Hello, I have created a website through Square Online. After launching the website, and running the accessibility scan through Google Lighthouse and aXe (Web Accessibility Scanning tools), the web accessibility score turned out to be low compared to other websites. I tried to make a fix that was suggested by those tools (ex. adding title to iframe, adding aria-label to button HTML elements, etc), but I couldn't apply those fixes due to the limited functionalities from Square Online Edit Site.
How can I ensure good web accessibility for my website in this case? I tried following this article - https://squareup.com/help/us/en/article/7131-web-accessibility-information but they were not very helpful.
Hello there @sungduk
At this time, the Square Online team is working hard on improving the accessibility offering of Square Online. I don't have any updates or dates to give you but rest assured that while this isn't possible at this time, this is on their radar.
I hope this information is helpful!
Hi @JJ_ ,
Thank you for your reply. The reason I wanted to bring this up is because I am worried about the accessibility lawsuit. What can Square do if we ever get into such lawsuit because Square couldn’t provide accessibility features for the website?
Hello @JJ_ ,
Following up on this topic, I ran Google Lighthouse and aXe today and noticed web accessibility of my website have significantly improved!
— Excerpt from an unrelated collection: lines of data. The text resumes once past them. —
//! schema.org JSON-LD objects

use super::model::{GeneratedContent, MetaTags, SeoOptimizationRequest};
use super::templates::{SchemaType, SeoTemplate};
use chrono::{DateTime, Utc};
use serde_json::{json, Value};

const SCHEMA_CONTEXT: &str = "https://schema.org";

pub fn place_schema(location: &str) -> Value {
    json!({
        "@context": SCHEMA_CONTEXT,
        "@type": SchemaType::Place.as_str(),
        "name": location,
        "address": {
            "@type": "PostalAddress",
            "addressLocality": location,
        },
    })
}

fn listing_schema(request: &SeoOptimizationRequest, meta: &MetaTags, now: DateTime<Utc>) -> Value {
    json!({
        "@context": SCHEMA_CONTEXT,
        "@type": SchemaType::RealEstateListing.as_str(),
        "name": meta.title,
        "description": meta.description,
        "url": meta.canonical_url,
        "datePosted": now.format("%Y-%m-%d").to_string(),
        "identifier": request.property_id,
        "about": {
            "@type": "Residence",
            "name": request.property_type_or_default(),
            "address": {
                "@type": "PostalAddress",
                "addressLocality": request.location,
            },
        },
    })
}

fn article_schema(content: &GeneratedContent, meta: &MetaTags, now: DateTime<Utc>) -> Value {
    json!({
        "@context": SCHEMA_CONTEXT,
        "@type": SchemaType::Article.as_str(),
        "headline": content.title,
        "description": meta.description,
        "keywords": meta.keywords.join(", "),
        "wordCount": content.word_count,
        "datePublished": now.to_rfc3339(),
        "mainEntityOfPage": meta.canonical_url,
    })
}

/// One object per schema type of the template, in template order
pub fn generate_structured_data(
    template: &SeoTemplate,
    request: &SeoOptimizationRequest,
    content: &GeneratedContent,
    meta: &MetaTags,
) -> Vec<Value> {
    let now = Utc::now();
    template
        .schema_types
        .iter()
        .map(|schema| match schema {
            SchemaType::RealEstateListing => listing_schema(request, meta, now),
            SchemaType::Place => place_schema(&request.location),
            SchemaType::Article => article_schema(content, meta, now),
        })
        .collect()
}

#[cfg(test)]
mod tests {
    use super::*;
    use crate::seo::templates::TemplateCatalog;

    fn fixtures() -> (SeoOptimizationRequest, GeneratedContent, MetaTags) {
        let request = SeoOptimizationRequest {
            property_id: "p1".to_string(),
            content_type: "PROPERTY_LISTING".to_string(),
            original_content: String::new(),
            location: "Austin".to_string(),
            existing_tags: vec![],
            property_type: None,
            target_length: None,
        };
        let content = GeneratedContent {
            title: "Austin Living".to_string(),
            body: "Body".to_string(),
            headings: vec![],
            internal_links: vec![],
            call_to_action: String::new(),
            word_count: 1,
        };
        let meta = MetaTags {
            title: "Title".to_string(),
            description: "Description".to_string(),
            keywords: vec!["austin".to_string(), "homes".to_string()],
            og_title: "Title".to_string(),
            og_description: "Description".to_string(),
            og_type: "website".to_string(),
            canonical_url: "https://example.com/x".to_string(),
            robots: "index, follow".to_string(),
        };
        (request, content, meta)
    }

    #[test]
    fn test_listing_template_emits_listing_and_place() {
        let catalog = TemplateCatalog::standard();
        let (request, content, meta) = fixtures();
        let data = generate_structured_data(catalog.select("PROPERTY_LISTING"), &request, &content, &meta);

        assert_eq!(data.len(), 2);
        assert_eq!(data[0]["@type"], "RealEstateListing");
        assert_eq!(data[0]["about"]["address"]["addressLocality"], "Austin");
        assert_eq!(data[1]["@type"], "Place");
        assert_eq!(data[1]["name"], "Austin");
    }

    #[test]
    fn test_article_schema_fields() {
        let catalog = TemplateCatalog::standard();
        let (request, content, meta) = fixtures();
        let data = generate_structured_data(catalog.select("BLOG_POST"), &request, &content, &meta);

        assert_eq!(data.len(), 1);
        assert_eq!(data[0]["@type"], "Article");
        assert_eq!(data[0]["headline"], "Austin Living");
        assert_eq!(data[0]["keywords"], "austin, homes");
    }
}
//! Keyword research collaborator

use super::model::{ContentAnalysis, KeywordResearch, SeoOptimizationRequest};
use super::templates::TemplateCatalog;
use anyhow::{bail, Result};
use async_trait::async_trait;
use std::sync::Arc;

#[async_trait]
pub trait KeywordResearcher: Send + Sync {
    /// Research keywords for a request, returning at most `max_keywords`
    /// keywords across all groups
    async fn research(
        &self,
        request: &SeoOptimizationRequest,
        analysis: &ContentAnalysis,
        max_keywords: usize,
    ) -> Result<KeywordResearch>;
}

/// Keyword set derived from template seeds, tags and the content itself
pub struct TemplateKeywordResearcher {
    templates: Arc<TemplateCatalog>,
}

impl TemplateKeywordResearcher {
    pub fn new(templates: Arc<TemplateCatalog>) -> Self {
        Self { templates }
    }
}

fn push_unique(target: &mut Vec<String>, seen: &mut Vec<String>, keyword: String) {
    let normalized = keyword.trim().to_lowercase();
    if normalized.is_empty() || seen.contains(&normalized) {
        return;
    }
    seen.push(normalized.clone());
    target.push(normalized);
}

#[async_trait]
impl KeywordResearcher for TemplateKeywordResearcher {
    async fn research(
        &self,
        request: &SeoOptimizationRequest,
        analysis: &ContentAnalysis,
        max_keywords: usize,
    ) -> Result<KeywordResearch> {
        if max_keywords == 0 {
            bail!("max_keywords must be positive");
        }

        let template = self.templates.select(&request.content_type);
        let property_type = request.property_type_or_default().to_lowercase();
        let location = request.location.trim();

        let mut seen = Vec::new();
        let mut primary = Vec::new();
        let mut long_tail = Vec::new();
        let mut local = Vec::new();

        for tag in &request.existing_tags {
            push_unique(&mut primary, &mut seen, tag.clone());
        }
        for seed in &template.seed_keywords {
            push_unique(&mut primary, &mut seen, seed.clone());
        }
        for term in &analysis.top_terms {
            push_unique(&mut primary, &mut seen, term.clone());
        }

        push_unique(&mut long_tail, &mut seen, format!("{} with modern amenities", property_type));
        push_unique(&mut long_tail, &mut seen, format!("best {} to buy", property_type));
        for term in analysis
            .top_terms
            .iter()
            .filter(|t| **t != property_type)
            .take(2)
        {
            push_unique(&mut long_tail, &mut seen, format!("{} {}", property_type, term));
        }

        if !location.is_empty() {
            push_unique(&mut local, &mut seen, format!("{} in {}", property_type, location));
            push_unique(&mut local, &mut seen, format!("{} real estate", location));
            push_unique(&mut local, &mut seen, format!("homes for sale in {}", location));
            push_unique(&mut local, &mut seen, format!("{} neighborhoods", location));
        }

        // Local keywords survive truncation first, then primary, then long tail
        let local_len = local.len().min(max_keywords);
        local.truncate(local_len);
        let primary_len = primary.len().min(max_keywords - local_len);
        primary.truncate(primary_len);
        long_tail.truncate(max_keywords - local_len - primary_len);

        // More long-tail and local phrases mean less contested terms
        let specific = (long_tail.len() + local.len()) as f64;
        let total = (primary.len() + long_tail.len() + local.len()).max(1) as f64;
        let opportunity_score = (0.4 + 0.5 * specific / total).clamp(0.0, 1.0);

        Ok(KeywordResearch {
            primary_keywords: primary,
            long_tail_keywords: long_tail,
            local_keywords: local,
            opportunity_score,
        })
    }
}
//! Audit wrapper recording operation name, outcome and duration

use crate::observability::FacadeMetrics;
use crate::predictor::PredictionOutcome;
use std::future::Future;
use std::time::Instant;
use tracing::info;

/// Anything whose success or failure can be audited
pub trait AuditOutcome {
    /// Failure description, `None` on success
    fn failure(&self) -> Option<String>;
}

impl<T> AuditOutcome for PredictionOutcome<T> {
    fn failure(&self) -> Option<String> {
        self.error_message().map(str::to_string)
    }
}

impl<T, E: std::fmt::Display> AuditOutcome for Result<T, E> {
    fn failure(&self) -> Option<String> {
        self.as_ref().err().map(|e| e.to_string())
    }
}

/// Run `operation`, then emit an audit record and latency metrics
pub async fn audited<R, Fut>(operation: &'static str, fut: Fut) -> R
where
    R: AuditOutcome,
    Fut: Future<Output = R>,
{
    let start = Instant::now();
    let result = fut.await;
    let elapsed = start.elapsed();
    let failure = result.failure();

    FacadeMetrics::new().observe_operation(operation, elapsed.as_secs_f64(), failure.is_some());

    match &failure {
        None => info!(
            event = "audit",
            operation = operation,
            outcome = "success",
            duration_ms = elapsed.as_millis() as u64,
            "Operation audited"
        ),
        Some(error) => info!(
            event = "audit",
            operation = operation,
            outcome = "failure",
            error = %error,
            duration_ms = elapsed.as_millis() as u64,
            "Operation audited"
        ),
    }

    result
}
Thank you so much for your effort.
However, Google Lighthouse still reports 86 as an accessibility score (Better than before, but still not quite fully compliant), and aXe tool reported 1 critical & 7 serious issues with web accessibility.
Is the team still working on making websites fully compliant with web accessibility?
Thank you!
Hey there @sungduk
Yes, the team is always looking to improve the functionality of Square Online and that includes accessibility. In regards to updates or details, I am unable to share those but hopefully, they come sooner rather than later.
Here are a couple of warnings I got if it helps the team:
<frame> or <iframe> elements do not have a title
Links do not have a discernible name
Heading elements are not in a sequentially-descending order
[user-scalable="no"] is used in the <meta name="viewport"> element or the [maximum-scale] attribute is less than 5.
Hi @JJ_ , following up on this topic as my website still produces a score of 86 from the Lighthouse Report. Let me know if I can provide any help, or take action to bring the score up to > 90. Thank you.
The Square Online team continues to work on improving site performance every day. However, I would like to share my personal experience with WYSIWYG (what you see is what you get) types of websites. And that is Google will always find something negative about them as the elements built on them are One Size Fits all versus Custom Built websites that you or your web developer would own the code one hundred percent.
I will make sure to post here if I hear any significant updates regarding this topic @sungduk.
Hi @JJ_ , okay I need to come back to this topic because we did actually experience a lawsuit with our previous website (hosted by another company) and recently read this article - https://www.cnbc.com/2019/10/07/dominos-supreme-court.html
I recently checked our website's ADA compliant score, and our website has been consistently scored low from multiple ADA compliant check websites. For example, https://accessibe.com/accessscan?website=https://www.tummystuffer101.com/&gclid=Cj0KCQiA3uGqBhDdARIs...
I'm not sure if those ADA compliant check websites are legit, but we see that other major companies websites have been scored as "high" or "compliant".
Could you please escalate this to the engineering team to make websites ADA compliant, so we don't have to worry about any lawsuit coming in our way?
Good question @sunduk. At this time I cannot provide any legal advice and don't have an answer for you. I recommend asking a legal advisor how to best approach a situation like this one.